L.A. Times columnist Michael Hiltzik is an outspoken supporter of Obamacare. But in his Jan. 9 column, he agrees with PLF and our allies at the Goldwater Institute that the Independent Payment Advisory Board (the group of unaccountable “Platonic Guardians” that Obamacare puts in charge of the Medicare program) is just beyond the bounds of the Constitution:
Congress is given a very short time frame to rule on IPAB’s recommendations, once they’re filed. If Congress doesn’t act, the proposals go into effect automatically. And Congress can’t modify or reject them unless its modifications produce the same or greater savings. The IPAB provision in the ACA bristles with requirements for supermajority votes by Congress; repealing the provision itself requires Congress to act within a four-month window in 2017. IPAB decisions aren’t subject to court review. In those respects, IPAB has too much power…. The deliberate exclusion of Congress from oversight of any governmental operation is a worrisome development, rooted in the lawmakers’ recent inability, or refusal, to get anything done. Yet simply cutting them out of the loop only makes them less functional in the long term, for the same reason that an unused muscle becomes atrophied. No one should be cheered at the spectacle of lawmakers depriving themselves of authority because they’re afraid that “politicians” can’t be trusted to act wisely. Nothing good comes of this approach.
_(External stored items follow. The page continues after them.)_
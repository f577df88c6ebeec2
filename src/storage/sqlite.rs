//! SQLite-backed local store
//!
//! Persists usage counters, banner dismissals and the last entitlement
//! snapshot so they survive restarts. Counters are updated with atomic
//! upserts.

use async_trait::async_trait;
use chrono::{DateTime, TimeZone, Utc};
use rusqlite::{params, Connection, OptionalExtension};
use std::path::Path;
use std::sync::{Mutex, MutexGuard};
use tracing::{debug, warn};

use crate::banners::BannerType;
use crate::billing::{CachedSnapshot, Resource, UsageCounter, UsageRecord};
use crate::error::{EngineError, Result};
use crate::ports::{DismissalStore, SnapshotStore, UsageCounterStore};

const SCHEMA: &str = r#"
    CREATE TABLE IF NOT EXISTS usage_counters (
        user_id TEXT NOT NULL,
        resource TEXT NOT NULL,
        value INTEGER NOT NULL DEFAULT 0,
        last_updated INTEGER,
        PRIMARY KEY (user_id, resource)
    );

    CREATE TABLE IF NOT EXISTS banner_dismissals (
        banner_type TEXT PRIMARY KEY,
        dismissed_at INTEGER NOT NULL
    );

    CREATE TABLE IF NOT EXISTS entitlement_snapshots (
        user_id TEXT PRIMARY KEY,
        snapshot TEXT NOT NULL,
        cached_at INTEGER NOT NULL
    );
"#;

/// SQLite local store
pub struct LocalStore {
    conn: Mutex<Connection>,
}

impl LocalStore {
    /// Create or open the database at `path`, creating parent directories
    pub fn open(path: &Path) -> Result<Self> {
        if let Some(parent) = path.parent() {
            std::fs::create_dir_all(parent).map_err(|e| {
                EngineError::Storage(format!("Failed to create data dir: {}", e))
            })?;
        }

        let conn = Connection::open(path)?;
        debug!(path = %path.display(), "Opened local store");
        Self::with_connection(conn)
    }

    /// Store that lives only as long as the process
    pub fn open_in_memory() -> Result<Self> {
        Self::with_connection(Connection::open_in_memory()?)
    }

    fn with_connection(conn: Connection) -> Result<Self> {
        conn.execute_batch(SCHEMA)?;
        Ok(Self {
            conn: Mutex::new(conn),
        })
    }

    fn conn(&self) -> MutexGuard<'_, Connection> {
        self.conn.lock().unwrap_or_else(|poisoned| {
            warn!("Local store mutex was poisoned, recovering connection");
            poisoned.into_inner()
        })
    }
}

fn to_millis(at: DateTime<Utc>) -> i64 {
    at.timestamp_millis()
}

fn from_millis(ms: i64) -> Result<DateTime<Utc>> {
    Utc.timestamp_millis_opt(ms)
        .single()
        .ok_or_else(|| EngineError::Storage(format!("Invalid timestamp in store: {}", ms)))
}

fn to_sql_count(value: u64) -> i64 {
    i64::try_from(value).unwrap_or(i64::MAX)
}

#[async_trait]
impl UsageCounterStore for LocalStore {
    async fn read_usage_counters(&self, user_id: &str) -> Result<UsageRecord> {
        let conn = self.conn();
        let mut stmt = conn.prepare(
            "SELECT resource, value, last_updated FROM usage_counters WHERE user_id = ?",
        )?;
        let rows = stmt.query_map(params![user_id], |row| {
            Ok((
                row.get::<_, String>(0)?,
                row.get::<_, i64>(1)?,
                row.get::<_, Option<i64>>(2)?,
            ))
        })?;

        let mut usage = UsageRecord::empty(user_id);
        for row in rows {
            let (resource, value, last_updated) = row?;
            let resource: Resource = match resource.parse() {
                Ok(r) => r,
                Err(e) => {
                    warn!(user_id = user_id, error = %e, "Skipping unknown usage column");
                    continue;
                }
            };
            let counter = UsageCounter {
                value: value.max(0) as u64,
                last_updated: last_updated.map(from_millis).transpose()?,
            };
            match resource {
                Resource::PagesProcessed => usage.pages_processed = counter,
                Resource::SpeechRequests => usage.speech_requests = counter,
                Resource::TranslatedCharacters => usage.translated_characters = counter,
                Resource::StorageBytes => usage.storage_bytes = counter,
            }
        }
        Ok(usage)
    }

    async fn increment_usage(&self, user_id: &str, resource: Resource, amount: u64) -> Result<()> {
        let conn = self.conn();
        conn.execute(
            r#"
            INSERT INTO usage_counters (user_id, resource, value, last_updated)
            VALUES (?1, ?2, ?3, ?4)
            ON CONFLICT(user_id, resource) DO UPDATE SET
                value = value + excluded.value,
                last_updated = excluded.last_updated
            "#,
            params![
                user_id,
                resource.as_str(),
                to_sql_count(amount),
                to_millis(Utc::now())
            ],
        )?;

        debug!(user = user_id, resource = %resource, amount, "Incremented usage");
        Ok(())
    }

    async fn reset_usage(&self, user_id: &str) -> Result<()> {
        let deleted = self
            .conn()
            .execute("DELETE FROM usage_counters WHERE user_id = ?", params![user_id])?;
        debug!(user = user_id, deleted, "Reset usage counters");
        Ok(())
    }
}

#[async_trait]
impl DismissalStore for LocalStore {
    async fn persist_dismissal(&self, banner: BannerType, at: DateTime<Utc>) -> Result<()> {
        self.conn().execute(
            "INSERT OR REPLACE INTO banner_dismissals (banner_type, dismissed_at) VALUES (?1, ?2)",
            params![banner.as_str(), to_millis(at)],
        )?;
        Ok(())
    }

    async fn read_dismissal(&self, banner: BannerType) -> Result<Option<DateTime<Utc>>> {
        let ms: Option<i64> = self
            .conn()
            .query_row(
                "SELECT dismissed_at FROM banner_dismissals WHERE banner_type = ?",
                params![banner.as_str()],
                |row| row.get(0),
            )
            .optional()?;
        ms.map(from_millis).transpose()
    }

    async fn clear_dismissal(&self, banner: BannerType) -> Result<()> {
        self.conn().execute(
            "DELETE FROM banner_dismissals WHERE banner_type = ?",
            params![banner.as_str()],
        )?;
        Ok(())
    }
}

#[async_trait]
impl SnapshotStore for LocalStore {
    async fn load_snapshot(&self, user_id: &str) -> Result<Option<CachedSnapshot>> {
        let json: Option<String> = self
            .conn()
            .query_row(
                "SELECT snapshot FROM entitlement_snapshots WHERE user_id = ?",
                params![user_id],
                |row| row.get(0),
            )
            .optional()?;
        match json {
            Some(json) => Ok(Some(serde_json::from_str(&json)?)),
            None => Ok(None),
        }
    }

    async fn save_snapshot(&self, user_id: &str, snapshot: &CachedSnapshot) -> Result<()> {
        let json = serde_json::to_string(snapshot)?;
        self.conn().execute(
            r#"
            INSERT INTO entitlement_snapshots (user_id, snapshot, cached_at)
            VALUES (?1, ?2, ?3)
            ON CONFLICT(user_id) DO UPDATE SET
                snapshot = excluded.snapshot,
                cached_at = excluded.cached_at
            "#,
            params![user_id, json, to_millis(snapshot.cached_at)],
        )?;
        Ok(())
    }

    async fn delete_snapshot(&self, user_id: &str) -> Result<()> {
        self.conn().execute(
            "DELETE FROM entitlement_snapshots WHERE user_id = ?",
            params![user_id],
        )?;
        Ok(())
    }
}

#[cfg(test)]
mod tests {
    use super::*;
    use crate::billing::{EntitlementState, SubscriptionStatus};
    use chrono::SubsecRound;

    #[tokio::test]
    async fn test_usage_tracking() {
        let store = LocalStore::open_in_memory().unwrap();
        let user_id = "test_user_123";

        let usage = store.read_usage_counters(user_id).await.unwrap();
        assert_eq!(usage.get(Resource::PagesProcessed), 0);

        store.increment_usage(user_id, Resource::PagesProcessed, 2).await.unwrap();
        store.increment_usage(user_id, Resource::PagesProcessed, 1).await.unwrap();
        store
            .increment_usage(user_id, Resource::TranslatedCharacters, 1200)
            .await
            .unwrap();

        let usage = store.read_usage_counters(user_id).await.unwrap();
        assert_eq!(usage.get(Resource::PagesProcessed), 3);
        assert_eq!(usage.get(Resource::TranslatedCharacters), 1200);
        assert!(usage.pages_processed.last_updated.is_some());
        assert_eq!(usage.get(Resource::StorageBytes), 0);

        // Other users are untouched
        let other = store.read_usage_counters("someone_else").await.unwrap();
        assert_eq!(other.get(Resource::PagesProcessed), 0);

        store.reset_usage(user_id).await.unwrap();
        let usage = store.read_usage_counters(user_id).await.unwrap();
        assert_eq!(usage.get(Resource::PagesProcessed), 0);
    }

    #[tokio::test]
    async fn test_dismissals_survive_reopen() {
        let dir = tempfile::tempdir().unwrap();
        let path = dir.path().join("nested").join("engine.db");
        let at = Utc::now().trunc_subsecs(3);

        {
            let store = LocalStore::open(&path).unwrap();
            store.persist_dismissal(BannerType::TrialCompleted, at).await.unwrap();
        }

        let store = LocalStore::open(&path).unwrap();
        assert_eq!(
            store.read_dismissal(BannerType::TrialCompleted).await.unwrap(),
            Some(at)
        );
        assert!(store.read_dismissal(BannerType::PremiumExpired).await.unwrap().is_none());

        store.clear_dismissal(BannerType::TrialCompleted).await.unwrap();
        assert!(store.read_dismissal(BannerType::TrialCompleted).await.unwrap().is_none());
    }

    #[tokio::test]
    async fn test_snapshot_persistence() {
        let store = LocalStore::open_in_memory().unwrap();
        assert!(store.load_snapshot("u").await.unwrap().is_none());

        let snapshot = CachedSnapshot {
            state: EntitlementState {
                subscription_status: SubscriptionStatus::Expired,
                has_ever_used_trial: true,
                ..Default::default()
            },
            previous_status: Some(SubscriptionStatus::Trial),
            cached_at: Utc::now(),
        };
        store.save_snapshot("u", &snapshot).await.unwrap();
        store.save_snapshot("u", &snapshot).await.unwrap();

        let loaded = store.load_snapshot("u").await.unwrap().unwrap();
        assert_eq!(loaded, snapshot);

        store.delete_snapshot("u").await.unwrap();
        assert!(store.load_snapshot("u").await.unwrap().is_none());
    }
}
While we would disagree with Hiltzik’s overall support for the law, one thing we all should be able to agree on is that IPAB contradicts our democratic principles. Fixing America’s health care market may be a very hard job, but it’s not made any easier by delegating excessive power to bureaucrats who are freed of any checks and balances. That’s why we’ve urged the Supreme Court to take the Coons case and strike down the unconstitutional IPAB. You can learn more about this outrageous law by reading our brief here.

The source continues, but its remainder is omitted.